Can the precautionary principle be used to block wind energy?

by Dianne Saxe on October 19, 2009

A Big Island resident, Ian Hanna, launched judicial review today to block renewable energy approvals under the regulations recently adopted to implement Bill 150, the Green Energy Act. Mr. Hanna argues that it is contrary to the precautionary principle to allow wind energy development in Ontario without further study of its alleged health effects. He claims that the regulation is therefore contrary to the Ministry of the Environment’s Statement of Environmental Values,  and should be struck down.

Mr. Hanna is supported by Dr. Robert McMurtry, former Dean of Medicine at the University of Western Ontario, who claims that noise and low frequency sound are already causing adverse health effects on more than 100 people, and who wants all existing wind generation shut down.

The judicial review application is a very long shot, and it is extremely improbable that it will succeed. No Ontario regulation has ever been struck down on the ground that it conflicts with a statement of environmental values, which is a generally worded, subordinate instrument traditionally given less importance than a regulation.  To do so, the court would have to decide it is better suited than the Legislature to balance the various harms caused by each form of electrical generation -  a classic political decision. However, the application will redouble pressure on the Ministry of the Environment approvals branch as it struggles to meet the Minister’s promise of a six-month service guarantee to issue renewable energy approvals.
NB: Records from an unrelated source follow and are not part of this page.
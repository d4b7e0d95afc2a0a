//! Hocell
//!
//! Higher-order finite element cells: flat point ordering bijections,
//! collocation point generation, Lagrange interpolation, linear sub-cell
//! decomposition and the geometric queries built on top of them.
#![cfg_attr(feature = "strict", deny(warnings))]
#![warn(missing_docs)]

pub mod cells;
pub mod collocation;
pub mod indexing;
pub mod interpolation;
pub mod linear;
pub mod reference_cell;
pub mod subdivision;
pub mod types;
//! Linear hexahedron

use crate::linear::{
    finish_evaluation, newton_parametric, LinearCell, PARAMETRIC_TOLERANCE,
};
use crate::types::{PositionEvaluation, RealScalar, ReferenceCellType, Result};

/// An eight-point trilinear hexahedron.
#[derive(Clone, Debug)]
pub struct Hexahedron<T: RealScalar> {
    points: [[T; 3]; 8],
    ids: [usize; 8],
}

impl<T: RealScalar> Hexahedron<T> {
    /// Create a degenerate hexahedron at the origin.
    pub fn new() -> Self {
        Self {
            points: [[T::zero(); 3]; 8],
            ids: [0; 8],
        }
    }
}

impl<T: RealScalar> Default for Hexahedron<T> {
    fn default() -> Self {
        Self::new()
    }
}

impl<T: RealScalar> LinearCell<T> for Hexahedron<T> {
    fn cell_type(&self) -> ReferenceCellType {
        ReferenceCellType::Hexahedron
    }

    fn points(&self) -> &[[T; 3]] {
        &self.points
    }

    fn ids(&self) -> &[usize] {
        &self.ids
    }

    fn set_corner(&mut self, local: usize, x: [T; 3], id: usize) {
        self.points[local] = x;
        self.ids[local] = id;
    }

    fn evaluate_position(&self, x: &[T; 3]) -> Result<PositionEvaluation<T>> {
        let tol = T::from(PARAMETRIC_TOLERANCE).unwrap();
        let pc = newton_parametric(ReferenceCellType::Hexahedron, &self.points, x)?;
        let inside = pc.iter().all(|&p| p >= -tol && p <= T::one() + tol);
        let mut clamped = pc;
        for p in clamped.iter_mut() {
            *p = num::clamp(*p, T::zero(), T::one());
        }
        Ok(finish_evaluation(self, x, pc, inside, clamped))
    }
}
Its main impact may be in making it more difficult for wind energy developers to obtain financing for projects in Ontario, especially with so much appetite for wind development in Europe and the United States.

{ 1 comment… read it below or add one }

Clare December 15, 2009 at 5:38 am

Considering the mounting scientific evidence linking a number of adverse health effects to currently operating wind turbine projects in Ontario, the demand for a review of the regulations that govern such development is not unreasonable or unjustified. While Mr. Hanna's argument may not succeed, it is important for the Government of Ontario to understand that rural communities will continue to be vigilant about initiatives which have the potential to significantly restrict the use and enjoyment of their property. If government officials and wind energy proponents wish to secure the trust and support of the public, they must earn it by improving the level of transparency. The public, wind energy proponents and the government must all work together to produce a process which is transparent, honest and equitable. If the science endorsed by the wind energy industry is reliable, I encourage patience. Aggressive wind energy developers hasty to acquire government approvals without adequate public consultation has been well documented in communities across Ontario. This only heightens suspicion and scrutiny from the public, sentiments which, considering the circumstances are warranted. The Government of Ontario owes a duty to its citizens to ensure that wind energy regulations will protect their health, their property rights, and the environment. This may be achieved by independent studies which investigate these public concerns. The assertion that wind energy is the lesser of two evils is not an acceptable standard on which to approve further development.
It is easy to be a cynic, but it is the efforts of people like Mr. Hanna which act to promote political and scientific integrity.